Covid-19 in Italia, contagi del 28 ottobre / Pdf

La regione con il maggior numero dei casi si conferma la Lombardia con un incremento del 50% a quota 7.558, seguita dal Piemonte con 2.827 (su 16.673 tamponi) e dalla Campania con 2.427 (con 15.030 tamponi). Oltre quota duemila casi anche il Veneto (2.143). In Italia sono 14.981 i pazienti ricoverati con sintomi (+1.026) e 1.536 le persone in terapia intensiva (+125). Sono in isolamento domiciliare 276.457 pazienti (+21mila) mentre sono 3.416 le persone guarite o dimesse.

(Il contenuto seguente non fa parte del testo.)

/// Runtime configuration.
mod config;
/// CHIP-8 constants.
pub mod constants;
/// Cursive display output.
pub mod cursive_display;
/// Decoding of opcodes and their execution.
mod opcodes;
/// Convenience functions for modification of the CHIP-8 state.
mod util;


use std::fs;
use std::time::Duration;

use log::{debug, warn};

pub use crate::chip::chip8::config::{Chip8Config, TimerMode};
use crate::chip::{
    chip8::constants::{
        CHIP8_CHARSET, CHIP8_CHARSET_LEN, CHIP8_CHARSET_OFFSET, CHIP8_DISPLAY_HEIGHT,
        CHIP8_DISPLAY_WIDTH, CHIP8_INPUT_PIN_COUNT, CHIP8_MAX_PROGRAM_SIZE, CHIP8_MEMORY_SIZE,
        CHIP8_PROGRAM_START, CHIP8_REGISTER_COUNT, CHIP8_STACK_SIZE, CHIP8_TIMER_INTERVAL,
    },
    chip8::opcodes::{Flow, Opcode},
    Chip, CycleError, LoadProgramError,
};

/// Represents the state of the CHIP-8.
pub struct Chip8 {
    /// 4096 bytes of main memory
    memory: [u8; CHIP8_MEMORY_SIZE],

    /// 16 registers where each can store one byte
    registers: [u8; CHIP8_REGISTER_COUNT],

    /// An index register
    index: u16,

    /// A program counter
    program_counter: u16,

    /// The output pins. Note that those are usually directly wired
    /// up to the pixels of the display. However, given that this implementation
    /// considers a display as optional, we refer to them as output_pins for
    /// the sake of generality.
    output_pins: [bool; CHIP8_DISPLAY_WIDTH * CHIP8_DISPLAY_HEIGHT],

    /// The delay timer. How it is decremented depends on `config.timer_mode`.
    delay_timer: u8,

    /// The sound timer. How it is decremented depends on `config.timer_mode`.
    sound_timer: u8,

    /// The input pins. Note that those input pins are usually directly wired
    /// up to the keys. However, we do not prescribe how this is handled and
    /// hence refer to them as input pins rather than as keys.
    input_pins: [bool; CHIP8_INPUT_PIN_COUNT],

    /// A stack. Note that there are no instructions allowing to modify the
    /// stack and it is only used to store return addresses for the return
    /// opcode.
    stack: [u16; CHIP8_STACK_SIZE],

    /// A pointer, pointing to the next free slot of the stack.
    stack_pointer: u8,

    config: Chip8Config,

    /// A helper variable to properly implement the timer resolution.
    cycles_since_timer_dec: u8,

    /// Elapsed wall clock time not yet turned into timer decrements.
    timer_accumulator: Duration,

    /// Set while a blocking key read is waiting for a key press.
    awaiting_key: bool,

    /// A flag that indicates whether the output pins changed since it
    /// was last taken.
    draw: bool,
}

impl Chip for Chip8 {
    /// The CHIP-8's pins can actually be addressed by using just half a byte.
    /// However, we use a whole byte here and ignore addresses outside of the
    /// nibble range, because it is more convenient to handle.
    type PinAddress = u8;

    fn load_program(&mut self, path: &str) -> Result<usize, LoadProgramError> {
        let buffer = fs::read(path).map_err(|source| LoadProgramError::CouldNotReadFile {
            path: path.to_string(),
            source,
        })?;

        self.load_program_bytes(&buffer)
    }

    fn cycle(&mut self) -> Result<(), CycleError> {
        let opcode = self.next_instruction();

        match opcode.execute(self)? {
            Flow::AwaitingKey => {
                // the instruction did not complete; it is fetched again on the
                // next cycle and the timers stay frozen until then
                self.awaiting_key = true;
                return Ok(());
            }
            Flow::Continue => self.awaiting_key = false,
        }

        if let Some(resolution) = self.config.timer_resolution() {
            self.cycles_since_timer_dec += 1;

            if self.cycles_since_timer_dec >= resolution {
                self.decrement_timers();
                self.cycles_since_timer_dec = 0;
            }
        }

        Ok(())
    }

    fn read_output_pins(&self) -> &[bool] {
        &self.output_pins
    }

    fn set_input_pin(&mut self, pin: u8, value: bool) {
        match self.input_pins.get_mut(pin as usize) {
            Some(input_pin) => *input_pin = value,
            None => warn!("Ignoring input pin {:#x} outside of the keypad", pin),
        }
    }

    fn reset_input_pins(&mut self) {
        self.input_pins = [false; CHIP8_INPUT_PIN_COUNT];
    }
}

impl Chip8 {
    /// Constructs a new CHIP-8 and appropriately initializes all fields so that
    /// it is ready for the first execution cycle. Essentially this means that
    /// the program counter is set to 0x200 and the default CHIP-8 charset is
    /// loaded at memory address `CHIP8_CHARSET_OFFSET`. Note that no program is
    /// loaded upon initialization.
    pub fn new() -> Self {
        Chip8::with_config(Chip8Config::default())
    }

    /// Like `new`, but with an explicit configuration.
    pub fn with_config(config: Chip8Config) -> Self {
        let mut memory = [0; CHIP8_MEMORY_SIZE];
        let charset_start = CHIP8_CHARSET_OFFSET as usize;
        memory[charset_start..charset_start + CHIP8_CHARSET_LEN as usize]
            .copy_from_slice(&CHIP8_CHARSET);

        Chip8 {
            memory,
            registers: [0; CHIP8_REGISTER_COUNT],
            index: 0,
            program_counter: CHIP8_PROGRAM_START,
            output_pins: [false; CHIP8_DISPLAY_WIDTH * CHIP8_DISPLAY_HEIGHT],
            delay_timer: 0,
            sound_timer: 0,
            stack: [0; CHIP8_STACK_SIZE],
            stack_pointer: 0,
            input_pins: [false; CHIP8_INPUT_PIN_COUNT],
            config,
            cycles_since_timer_dec: 0,
            timer_accumulator: Duration::ZERO,
            awaiting_key: false,
            draw: false,
        }
    }

    /// Copies `program` verbatim into memory starting at `CHIP8_PROGRAM_START` and
    /// returns the number of bytes copied.
    ///
    /// # Errors
    /// `LoadProgramError::ProgramTooLarge` if `program` does not fit between the
    /// program start and the end of memory. Memory is left untouched in that case.
    pub fn load_program_bytes(&mut self, program: &[u8]) -> Result<usize, LoadProgramError> {
        if program.len() > CHIP8_MAX_PROGRAM_SIZE {
            return Err(LoadProgramError::ProgramTooLarge {
                size: program.len(),
                max: CHIP8_MAX_PROGRAM_SIZE,
            });
        }

        let start = CHIP8_PROGRAM_START as usize;
        self.memory[start..start + program.len()].copy_from_slice(program);
        debug!("Loaded {} byte program at {:#05x}", program.len(), start);

        Ok(program.len())
    }

    /// Feeds `elapsed` wall clock time into the timers. Every full 1/60 s
    /// decrements both timers by one, unless a blocking key read is pending.
    /// Does nothing unless the chip runs in `TimerMode::WallClock`.
    pub fn advance_timers(&mut self, elapsed: Duration) {
        if self.config.timer_mode != TimerMode::WallClock {
            return;
        }

        let accumulated = self.timer_accumulator.saturating_add(elapsed).as_nanos();
        let interval = CHIP8_TIMER_INTERVAL.as_nanos();
        let ticks = accumulated / interval;
        // the remainder is shorter than one interval, so it fits into a u64
        self.timer_accumulator = Duration::from_nanos((accumulated % interval) as u64);

        if !self.awaiting_key {
            let ticks = ticks.min(u8::MAX as u128) as u8;
            self.delay_timer = self.delay_timer.saturating_sub(ticks);
            self.sound_timer = self.sound_timer.saturating_sub(ticks);
        }
    }

    pub fn config(&self) -> &Chip8Config {
        &self.config
    }

    pub fn registers(&self) -> &[u8] {
        &self.registers
    }

    /// The value of register `Vx`. Only the low nibble of `x` is used.
    pub fn register(&self, x: u8) -> u8 {
        self.registers[(x & 0xF) as usize]
    }

    pub fn index(&self) -> u16 {
        self.index
    }

    pub fn program_counter(&self) -> u16 {
        self.program_counter
    }

    pub fn stack_pointer(&self) -> u8 {
        self.stack_pointer
    }

    pub fn delay_timer(&self) -> u8 {
        self.delay_timer
    }

    pub fn sound_timer(&self) -> u8 {
        self.sound_timer
    }

    /// Whether a tone should currently be played.
    pub fn is_sound_active(&self) -> bool {
        self.sound_timer > 0
    }

    pub fn memory(&self) -> &[u8] {
        &self.memory
    }

    /// Whether the pixel at (`x`, `y`) is on. Coordinates wrap around the display.
    pub fn pixel(&self, x: usize, y: usize) -> bool {
        self.output_pins[util::pixel_position(x, y)]
    }

    /// Whether the last cycle stopped at a blocking key read.
    pub fn is_awaiting_key(&self) -> bool {
        self.awaiting_key
    }

    /// Returns whether the output pins changed since the last call and clears
    /// the flag.
    pub fn take_draw_flag(&mut self) -> bool {
        std::mem::replace(&mut self.draw, false)
    }

    /// Fetches the next instruction based on the current state of self.program_counter.
    /// Both bytes are read modulo the memory size, so fetching never goes out of bounds.
    fn next_instruction(&self) -> Opcode {
        Opcode::new(&[
            self.memory_byte(self.program_counter),
            self.memory_byte(self.program_counter.wrapping_add(1)),
        ])
    }

    fn memory_byte(&self, address: u16) -> u8 {
        self.memory[util::memory_position(address)]
    }

    fn set_memory_byte(&mut self, address: u16, byte: u8) {
        self.memory[util::memory_position(address)] = byte;
    }

    fn decrement_timers(&mut self) {
        self.delay_timer = self.delay_timer.saturating_sub(1);
        self.sound_timer = self.sound_timer.saturating_sub(1);
    }
}

impl Default for Chip8 {
    fn default() -> Self {
        Chip8::new()
    }
}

Bollettino 28 ottobre emergenza Covid in Lombardia 

Nel Milanese oggi sono stati registrati 2.708 casi di coronavirus, di cui 1.092 nel capoluogo. Nelle altre province, i numeri più alti si registrano a Varese con 1.902 casi, Monza e Brianza con 822, Como con 440 e Pavia con 298. Poi ci sono Brescia con 288 positivi, Bergamo con 252, Lecco con 182, Cremona con 130, Mantova con 125, Lodi con 97 e Sondrio con 55.

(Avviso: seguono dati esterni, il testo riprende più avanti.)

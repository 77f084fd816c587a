use rand::{thread_rng, Rng};

use crate::chip::chip8::{
    constants::{
        CHIP8_CHARSET_GLYPH_LEN, CHIP8_CHARSET_OFFSET, CHIP8_FLAG_REGISTER, CHIP8_INPUT_PIN_COUNT,
    },
    opcodes::{AluOperation, Flow},
    util, Chip8,
};

/// 6xkk
pub(super) fn load_value(state: &mut Chip8, reg: u8, value: u8) {
    state.registers[reg as usize] = value;
    util::increment_program_counter(state);
}

/// 7xkk: wraps around, VF is left alone.
pub(super) fn add_value(state: &mut Chip8, reg: u8, value: u8) {
    state.registers[reg as usize] = state.registers[reg as usize].wrapping_add(value);
    util::increment_program_counter(state);
}

/// 8xyN
pub(super) fn alu(state: &mut Chip8, x: u8, y: u8, operation: AluOperation) {
    /// Computes the result from the values of both registers before anything is
    /// written, then stores the result in `r1` and finally the flag, so that the
    /// flag wins if `r1` is VF.
    fn modify_registers(
        state: &mut Chip8,
        r1: u8,
        r2: u8,
        f: fn(u8, u8) -> (u8, Option<bool>),
    ) {
        let (val, flag) = f(state.registers[r1 as usize], state.registers[r2 as usize]);
        state.registers[r1 as usize] = val;
        if let Some(flag) = flag {
            state.registers[CHIP8_FLAG_REGISTER] = flag as u8;
        }
    }

    match operation {
        AluOperation::Load => modify_registers(state, x, y, |_, v2| (v2, None)),
        AluOperation::Or => modify_registers(state, x, y, |v1, v2| (v1 | v2, None)),
        AluOperation::And => modify_registers(state, x, y, |v1, v2| (v1 & v2, None)),
        AluOperation::Xor => modify_registers(state, x, y, |v1, v2| (v1 ^ v2, None)),
        AluOperation::Add => modify_registers(state, x, y, |v1, v2| {
            let (result, overflow) = v1.overflowing_add(v2);
            (result, Some(overflow))
        }),
        // VF is "not borrow", which is only set for a strictly greater minuend
        AluOperation::Sub => {
            modify_registers(state, x, y, |v1, v2| (v1.wrapping_sub(v2), Some(v1 > v2)))
        }
        AluOperation::ShiftRight => {
            modify_registers(state, x, y, |v1, _| (v1 >> 1, Some(v1 & 1 != 0)))
        }
        AluOperation::SubReversed => {
            modify_registers(state, x, y, |v1, v2| (v2.wrapping_sub(v1), Some(v2 > v1)))
        }
        AluOperation::ShiftLeft => {
            modify_registers(state, x, y, |v1, _| (v1 << 1, Some(v1 & 0x80 != 0)))
        }
    };
    util::increment_program_counter(state);
}

/// Annn
pub(super) fn load_index(state: &mut Chip8, address: u16) {
    state.index = address;
    util::increment_program_counter(state);
}

/// Cxkk
pub(super) fn random(state: &mut Chip8, reg: u8, mask: u8) {
    let sample: u8 = thread_rng().gen();
    state.registers[reg as usize] = sample & mask;
    util::increment_program_counter(state);
}

/// Fx07
pub(super) fn load_delay_timer(state: &mut Chip8, reg: u8) {
    state.registers[reg as usize] = state.delay_timer;
    util::increment_program_counter(state);
}

/// Fx0A: the highest pressed input pin wins. If no input pin is set, the
/// program counter stays put so the instruction is fetched again.
pub(super) fn wait_for_key(state: &mut Chip8, reg: u8) -> Flow {
    let pressed = (0..CHIP8_INPUT_PIN_COUNT)
        .rev()
        .find(|&pin| state.input_pins[pin]);

    match pressed {
        Some(pin) => {
            state.registers[reg as usize] = pin as u8;
            util::increment_program_counter(state);
            Flow::Continue
        }
        None => Flow::AwaitingKey,
    }
}

/// Fx15
pub(super) fn set_delay_timer(state: &mut Chip8, reg: u8) {
    state.delay_timer = state.registers[reg as usize];
    util::increment_program_counter(state);
}

/// Fx18
pub(super) fn set_sound_timer(state: &mut Chip8, reg: u8) {
    state.sound_timer = state.registers[reg as usize];
    util::increment_program_counter(state);
}

/// Fx1E: VF is left alone.
pub(super) fn add_to_index(state: &mut Chip8, reg: u8) {
    state.index = state
        .index
        .wrapping_add(state.registers[reg as usize] as u16);
    util::increment_program_counter(state);
}

/// Fx29
pub(super) fn load_glyph(state: &mut Chip8, reg: u8) {
    let character = state.registers[reg as usize] as u16;
    state.index = CHIP8_CHARSET_OFFSET + character * CHIP8_CHARSET_GLYPH_LEN;
    util::increment_program_counter(state);
}

/// Fx33
pub(super) fn store_bcd(state: &mut Chip8, reg: u8) {
    let value = state.registers[reg as usize];
    let index = state.index;
    state.set_memory_byte(index, value / 100);
    state.set_memory_byte(index.wrapping_add(1), (value / 10) % 10);
    state.set_memory_byte(index.wrapping_add(2), value % 10);
    util::increment_program_counter(state);
}

/// Fx55
pub(super) fn store_registers(state: &mut Chip8, last: u8) {
    for reg in 0x0..=last {
        let address = state.index.wrapping_add(reg as u16);
        state.set_memory_byte(address, state.registers[reg as usize]);
    }
    util::increment_program_counter(state);
}

/// Fx65
pub(super) fn load_registers(state: &mut Chip8, last: u8) {
    for reg in 0x0..=last {
        let address = state.index.wrapping_add(reg as u16);
        state.registers[reg as usize] = state.memory_byte(address);
    }
    util::increment_program_counter(state);
}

I dati di mercoledì 28 ottobre

Un freno per il contagio

Resta da sciogliere il nodo delle misure anti-Covid. Saranno sufficienti le norme contenute nel Dpcm e il coprifuoco voluto dalla Regione? O servirà una stretta ulteriore, con un lockdown localizzato sulle aree più colpite dalla diffusione del virus? Il problema è legato alle tempistiche. Un riscontro sulla reale efficacia dei provvedimenti si avrà solo tra 10-15 giorni, quindi quelli in arrivo per la Lombardia saranno giorni particolarmente difficili, con i pronto soccorso sempre più nell'occhio del ciclone della seconda ondata. "Gli ospedali di Milano sono al collasso, non c'è più posto per i pazienti. Avanti così, si rischia di morire in ambulanza o in casa, come accadeva in primavera" ha ammonito Maurizio Viecca, primario di cardiologia al Sacco di Milano.

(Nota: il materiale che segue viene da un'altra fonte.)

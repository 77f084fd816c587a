pub mod chip8;

use std::io;

use cursive::CbSink;
use thiserror::Error;

/// A chip that can be driven one instruction at a time by an external event loop.
pub trait Chip {
    /// The type used to address a single input pin.
    type PinAddress;

    /// Loads the program stored at `path` into main memory and returns the
    /// number of bytes loaded.
    fn load_program(&mut self, path: &str) -> Result<usize, LoadProgramError>;

    /// Executes exactly one instruction.
    fn cycle(&mut self) -> Result<(), CycleError>;

    /// The current state of the output pins, i.e., the pixels of the display.
    fn read_output_pins(&self) -> &[bool];

    /// Sets a single input pin, i.e., presses or releases a key.
    fn set_input_pin(&mut self, pin: Self::PinAddress, value: bool);

    /// Releases all input pins.
    fn reset_input_pins(&mut self);
}

/// A chip that knows how to push its output pins to a cursive user interface.
pub trait ChipWithCursiveDisplay {
    /// Sends a fresh frame through `gfx_sink` if the output pins changed since the
    /// last call.
    fn update_ui(&mut self, gfx_sink: &CbSink);
}

/// Errors that occur while loading a program into memory.
#[derive(Debug, Error)]
pub enum LoadProgramError {
    #[error("could not read program file {path}: {source}")]
    CouldNotReadFile {
        path: String,
        #[source]
        source: io::Error,
    },

    #[error("program is too large ({size} bytes), at most {max} bytes fit into memory")]
    ProgramTooLarge { size: usize, max: usize },
}

/// Errors that abort the execution of a cycle. The state of the chip is left
/// untouched by the faulting instruction.
#[derive(Debug, Error, PartialEq, Eq)]
pub enum CycleError {
    #[error("stack overflow executing {opcode:#06X} at {program_counter:#05X}")]
    StackOverflow { opcode: u16, program_counter: u16 },

    #[error("stack underflow executing {opcode:#06X} at {program_counter:#05X}")]
    StackUnderflow { opcode: u16, program_counter: u16 },
}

Lockdown a Milano: Sala scrive a Speranza

Resta sul tavolo l'allarme lanciato ieri dal consulente del Ministero Walter Ricciardi, che ha parlato di un lockdown "necessario" a Napoli e Milano.  Il sindaco Giuseppe Sala sull'ipotesi lockdown (insieme quello partenopeo Luigi De Magistris) ha scritto una lettera al ministro della Saluto Roberto Speranza "per chiedergli se quella è un'opinione del suo consulente o è un'opinione del ministero e, nel caso fosse un'opinione del ministero, se è basata su dati e informazioni che il ministero ha e noi non abbiamo". Sull'argomento è tornato anche il governatore Attilio Fontana: "L'evoluzione di contagi va valutata attentamente per assumere provvedimenti - ha spiegato -, credo che si possano fare scelte alternative al lockdown per salvaguardare la salute". Dal Governo al momento un'ulteriore stretta, se la curva non dovesse scendere, non è esclusa. con l'eventualità quindi di procedere, per il momento, ad interventi mirati.